» **Task to complete**: Filter the listing below, please, and copy only the lines with the word "Embedded".

————

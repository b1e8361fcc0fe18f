//! # Sale Originator
//!
//! Orchestrates lot validation/locking, sale creation and schedule
//! generation inside one ACID transaction.
//!
//! ## Origination Flow
//! ```text
//! ┌─────────────────────────────────────────────────────────────────────────┐
//! │  BEGIN                                                                  │
//! │    1. load client                → ClienteNotFound                      │
//! │    2. load lot                   → LoteNotFound                         │
//! │       lot not available          → LoteNotAvailable                     │
//! │    3. enganche ≤ list price      → InvalidAmount                        │
//! │    4. claim lot (conditional     → LoteNotAvailable (lost the race)     │
//! │       UPDATE ... WHERE                                                  │
//! │       status='available')                                               │
//! │    5. insert sale (apartado, or liquidado when paid up front)           │
//! │    6. term > 0: generate + bulk-insert amortization schedule            │
//! │    7. seller set: generate + bulk-insert commission schedule            │
//! │    8. post_process_status ← ok                                          │
//! │  COMMIT                                                                 │
//! │                                                                         │
//! │  Any failure in 1-8 rolls everything back: no partial sale, no          │
//! │  orphaned lot reservation, no partial schedule.                         │
//! └─────────────────────────────────────────────────────────────────────────┘
//! ```

use chrono::{NaiveDate, Utc};
use tracing::info;

use crate::pool::Database;
use crate::service::ServiceResult;
use predio_core::amortization::build_schedule;
use predio_core::commission::build_commissions;
use predio_core::{
    CommissionPolicy, CoreError, InterestRate, LotStatus, Money, PostProcessStatus, Sale,
    SaleStatus,
};

/// Input for a new sale, already validated at the API boundary.
#[derive(Debug, Clone)]
pub struct NewSale {
    pub client_id: String,
    pub lot_id: String,
    pub seller_id: Option<String>,
    pub down_payment: Money,
    /// Zero means unfinanced.
    pub term_months: u32,
    pub annual_rate: InterestRate,
    pub sale_date: NaiveDate,
}

/// The sale origination service.
#[derive(Debug, Clone)]
pub struct SaleOriginator {
    db: Database,
    commission_policy: CommissionPolicy,
}

impl SaleOriginator {
    /// Creates the originator with its commission policy.
    pub fn new(db: Database, commission_policy: CommissionPolicy) -> Self {
        SaleOriginator {
            db,
            commission_policy,
        }
    }

    /// Creates a sale, its amortization schedule and its commissions,
    /// all-or-nothing.
    pub async fn create_sale(&self, input: NewSale) -> ServiceResult<Sale> {
        let mut tx = self.db.begin().await?;

        // 1. Client must exist.
        self.db
            .clients()
            .get_by_id_tx(&mut tx, &input.client_id)
            .await?
            .ok_or_else(|| CoreError::ClientNotFound(input.client_id.clone()))?;

        // 2. Lot must exist and be available.
        let lot = self
            .db
            .lots()
            .get_by_id_tx(&mut tx, &input.lot_id)
            .await?
            .ok_or_else(|| CoreError::LotNotFound(input.lot_id.clone()))?;

        if lot.status != LotStatus::Available {
            return Err(CoreError::LotNotAvailable {
                lot_id: lot.id,
                status: lot.status.as_str().to_string(),
            }
            .into());
        }

        // 3. The down payment cannot exceed the price.
        if input.down_payment > lot.list_price() {
            return Err(CoreError::invalid_amount(
                "monto_enganche",
                format!(
                    "down payment {} exceeds list price {}",
                    input.down_payment,
                    lot.list_price()
                ),
            )
            .into());
        }

        let fully_paid = input.down_payment == lot.list_price();

        // 4. Claim the lot. The conditional UPDATE serializes concurrent
        // originations against the same lot; exactly one succeeds.
        let target = if fully_paid {
            LotStatus::Sold
        } else {
            LotStatus::Reserved
        };
        let claimed = self
            .db
            .lots()
            .claim_available(&mut tx, &lot.id, target)
            .await?;
        if !claimed {
            return Err(CoreError::LotNotAvailable {
                lot_id: lot.id,
                status: "reserved".to_string(),
            }
            .into());
        }

        // 5. The sale itself.
        let now = Utc::now();
        let sale = Sale {
            id: crate::repository::new_id(),
            client_id: input.client_id.clone(),
            lot_id: lot.id.clone(),
            seller_id: input.seller_id.clone(),
            total_cents: lot.list_price_cents,
            down_payment_cents: input.down_payment.cents(),
            term_months: input.term_months as i64,
            annual_rate_bps: input.annual_rate.bps() as i64,
            sale_date: input.sale_date,
            status: if fully_paid {
                SaleStatus::Liquidado
            } else {
                SaleStatus::Apartado
            },
            post_process_status: PostProcessStatus::Pending,
            created_at: now,
            updated_at: now,
        };
        self.db.sales().insert(&mut tx, &sale).await?;

        // 6. Amortization schedule for financed sales.
        let principal = sale.principal();
        if input.term_months > 0 && principal.is_positive() {
            let rows = build_schedule(
                principal,
                input.term_months,
                input.annual_rate,
                input.sale_date,
            )?;
            self.db
                .installments()
                .insert_schedule(&mut tx, &sale.id, &rows)
                .await?;
        }

        // 7. Commission schedule when a seller gets credit.
        if let Some(seller_id) = &input.seller_id {
            let seller = self
                .db
                .sellers()
                .get_by_id_tx(&mut tx, seller_id)
                .await?
                .ok_or_else(|| CoreError::SellerNotFound(seller_id.clone()))?;

            let drafts = build_commissions(
                &seller,
                Money::from_cents(sale.total_cents),
                &self.commission_policy,
                input.sale_date,
            );
            self.db
                .commissions()
                .insert_drafts(&mut tx, &sale.id, seller_id, &drafts)
                .await?;
        }

        // 8. Generation succeeded; clear the repair marker before commit.
        self.db
            .sales()
            .set_post_process_status(&mut tx, &sale.id, PostProcessStatus::Ok)
            .await?;

        tx.commit().await?;

        info!(
            sale_id = %sale.id,
            lot_id = %sale.lot_id,
            total = sale.total_cents,
            term_months = sale.term_months,
            "Venta created"
        );

        Ok(Sale {
            post_process_status: PostProcessStatus::Ok,
            ..sale
        })
    }
}

// =============================================================================
// Unit Tests
// =============================================================================

#[cfg(test)]
mod tests {
    use super::*;
    use crate::service::ServiceError;
    use crate::testutil::{seed_client, seed_lot, seed_seller, test_db};
    use predio_core::{CommissionScheme, InstallmentStatus};

    fn new_sale(client_id: &str, lot_id: &str) -> NewSale {
        NewSale {
            client_id: client_id.to_string(),
            lot_id: lot_id.to_string(),
            seller_id: None,
            down_payment: Money::from_cents(3_000_000),
            term_months: 12,
            annual_rate: InterestRate::from_percentage(10.0),
            sale_date: NaiveDate::from_ymd_opt(2026, 2, 1).unwrap(),
        }
    }

    #[tokio::test]
    async fn test_create_financed_sale_generates_full_schedule() {
        let db = test_db().await;
        let client = seed_client(&db).await;
        let lot = seed_lot(&db, 15_000_000).await;

        let originator = SaleOriginator::new(db.clone(), CommissionPolicy::default());
        let sale = originator
            .create_sale(new_sale(&client.id, &lot.id))
            .await
            .unwrap();

        assert_eq!(sale.status, SaleStatus::Apartado);
        assert_eq!(sale.post_process_status, PostProcessStatus::Ok);
        assert_eq!(sale.total_cents, 15_000_000);

        let installments = db.installments().list_by_sale(&sale.id).await.unwrap();
        assert_eq!(installments.len(), 12);
        assert!(installments
            .iter()
            .all(|i| i.status == InstallmentStatus::Pendiente));
        assert_eq!(installments.last().unwrap().closing_balance_cents, 0);

        // principal conserved: 15,000,000 - 3,000,000
        let repaid: i64 = installments.iter().map(|i| i.principal_cents).sum();
        assert_eq!(repaid, 12_000_000);

        let stored_lot = db.lots().get_by_id(&lot.id).await.unwrap().unwrap();
        assert_eq!(stored_lot.status, LotStatus::Reserved);
    }

    #[tokio::test]
    async fn test_create_sale_with_seller_generates_commissions() {
        let db = test_db().await;
        let client = seed_client(&db).await;
        let lot = seed_lot(&db, 15_000_000).await;
        let seller = seed_seller(&db, CommissionScheme::Porcentaje, Some(500), 0).await;

        let originator = SaleOriginator::new(db.clone(), CommissionPolicy::default());
        let mut input = new_sale(&client.id, &lot.id);
        input.seller_id = Some(seller.id.clone());

        let sale = originator.create_sale(input).await.unwrap();

        let commissions = db.commissions().list_by_sale(&sale.id).await.unwrap();
        assert_eq!(commissions.len(), 3);
        // 5% of $150,000.00 = $7,500.00 split 30/30/40
        let total: i64 = commissions.iter().map(|c| c.commission_cents).sum();
        assert_eq!(total, 750_000);
    }

    #[tokio::test]
    async fn test_missing_client_rolls_back() {
        let db = test_db().await;
        let lot = seed_lot(&db, 15_000_000).await;

        let originator = SaleOriginator::new(db.clone(), CommissionPolicy::default());
        let err = originator
            .create_sale(new_sale("no-such-client", &lot.id))
            .await
            .unwrap_err();

        assert!(matches!(
            err,
            ServiceError::Core(CoreError::ClientNotFound(_))
        ));

        // the lot is untouched
        let stored_lot = db.lots().get_by_id(&lot.id).await.unwrap().unwrap();
        assert_eq!(stored_lot.status, LotStatus::Available);
    }

    #[tokio::test]
    async fn test_down_payment_exceeding_price_rejected() {
        let db = test_db().await;
        let client = seed_client(&db).await;
        let lot = seed_lot(&db, 15_000_000).await;

        let originator = SaleOriginator::new(db.clone(), CommissionPolicy::default());
        let mut input = new_sale(&client.id, &lot.id);
        input.down_payment = Money::from_cents(16_000_000); // enganche 160,000 > 150,000

        let err = originator.create_sale(input).await.unwrap_err();
        assert!(matches!(
            err,
            ServiceError::Core(CoreError::InvalidAmount { .. })
        ));

        let stored_lot = db.lots().get_by_id(&lot.id).await.unwrap().unwrap();
        assert_eq!(stored_lot.status, LotStatus::Available);
    }

    #[tokio::test]
    async fn test_second_sale_for_same_lot_loses() {
        let db = test_db().await;
        let client = seed_client(&db).await;
        let lot = seed_lot(&db, 15_000_000).await;

        let originator = SaleOriginator::new(db.clone(), CommissionPolicy::default());
        originator
            .create_sale(new_sale(&client.id, &lot.id))
            .await
            .unwrap();

        let err = originator
            .create_sale(new_sale(&client.id, &lot.id))
            .await
            .unwrap_err();
        assert!(matches!(
            err,
            ServiceError::Core(CoreError::LotNotAvailable { .. })
        ));
    }

    #[tokio::test]
    async fn test_failed_schedule_rolls_back_sale_and_lot() {
        let db = test_db().await;
        let client = seed_client(&db).await;
        let lot = seed_lot(&db, 15_000_000).await;

        let originator = SaleOriginator::new(db.clone(), CommissionPolicy::default());
        let mut input = new_sale(&client.id, &lot.id);
        // a seller id that doesn't exist fails step 7 after the sale and
        // schedule were written
        input.seller_id = Some("no-such-seller".to_string());

        let err = originator.create_sale(input).await.unwrap_err();
        assert!(matches!(
            err,
            ServiceError::Core(CoreError::SellerNotFound(_))
        ));

        // nothing survived the rollback
        let stored_lot = db.lots().get_by_id(&lot.id).await.unwrap().unwrap();
        assert_eq!(stored_lot.status, LotStatus::Available);

        let sales = db
            .sales()
            .list(&crate::repository::sale::SaleFilter {
                client_id: Some(client.id.clone()),
                page: 1,
                limit: 10,
                ..Default::default()
            })
            .await
            .unwrap();
        assert!(sales.is_empty());
    }

    #[tokio::test]
    async fn test_full_price_down_payment_liquidates_immediately() {
        let db = test_db().await;
        let client = seed_client(&db).await;
        let lot = seed_lot(&db, 15_000_000).await;

        let originator = SaleOriginator::new(db.clone(), CommissionPolicy::default());
        let mut input = new_sale(&client.id, &lot.id);
        input.down_payment = Money::from_cents(15_000_000);

        let sale = originator.create_sale(input).await.unwrap();
        assert_eq!(sale.status, SaleStatus::Liquidado);

        let stored_lot = db.lots().get_by_id(&lot.id).await.unwrap().unwrap();
        assert_eq!(stored_lot.status, LotStatus::Sold);

        // nothing to amortize
        let installments = db.installments().list_by_sale(&sale.id).await.unwrap();
        assert!(installments.is_empty());
    }

    #[tokio::test]
    async fn test_unfinanced_sale_has_no_schedule() {
        let db = test_db().await;
        let client = seed_client(&db).await;
        let lot = seed_lot(&db, 15_000_000).await;

        let originator = SaleOriginator::new(db.clone(), CommissionPolicy::default());
        let mut input = new_sale(&client.id, &lot.id);
        input.term_months = 0;

        let sale = originator.create_sale(input).await.unwrap();
        assert_eq!(sale.status, SaleStatus::Apartado);

        let installments = db.installments().list_by_sale(&sale.id).await.unwrap();
        assert!(installments.is_empty());
    }
}
//! # Database Migrations
//!
//! Embedded SQL migrations for the Predio CRM schema.
//!
//! ## Adding New Migrations
//!
//! 1. Create a new file in `migrations/sqlite/` with the next sequence number
//! 2. Name format: `NNN_description.sql` (e.g., `002_add_refunds.sql`)
//! 3. Write idempotent SQL (use `IF NOT EXISTS` where possible)
//! 4. **NEVER** modify existing migrations - always add new ones

use sqlx::SqlitePool;
use tracing::info;

use crate::error::DbResult;

/// Embedded migrations from the `migrations/sqlite` directory.
///
/// The `sqlx::migrate!()` macro embeds all SQL files from the specified
/// directory into the binary at compile time. No runtime file access needed.
static MIGRATOR: sqlx::migrate::Migrator = sqlx::migrate!("../../migrations/sqlite");

/// Runs all pending database migrations.
///
/// ## Safety
/// - Idempotent: safe to run multiple times
/// - Transactional: each migration runs in a transaction
/// - Ordered: migrations run in filename order (001, 002, ...)
pub async fn run_migrations(pool: &SqlitePool) -> DbResult<()> {
    info!("Checking for pending migrations");

    MIGRATOR.run(pool).await?;

    info!("All migrations applied successfully");
    Ok(())
}

/// Returns information about migrations: (total, applied).
///
/// For diagnostics and health checks.
pub async fn migration_status(pool: &SqlitePool) -> DbResult<(usize, usize)> {
    let total = MIGRATOR.migrations.len();

    let applied: i64 = sqlx::query_scalar("SELECT COUNT(*) FROM _sqlx_migrations")
        .fetch_one(pool)
        .await
        .unwrap_or(0);

    Ok((total, applied as usize))
}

————

» **Written answer**:
//! Embedded SQL migrations for the Predio CRM schema.
/// Embedded migrations from the `migrations/sqlite` directory.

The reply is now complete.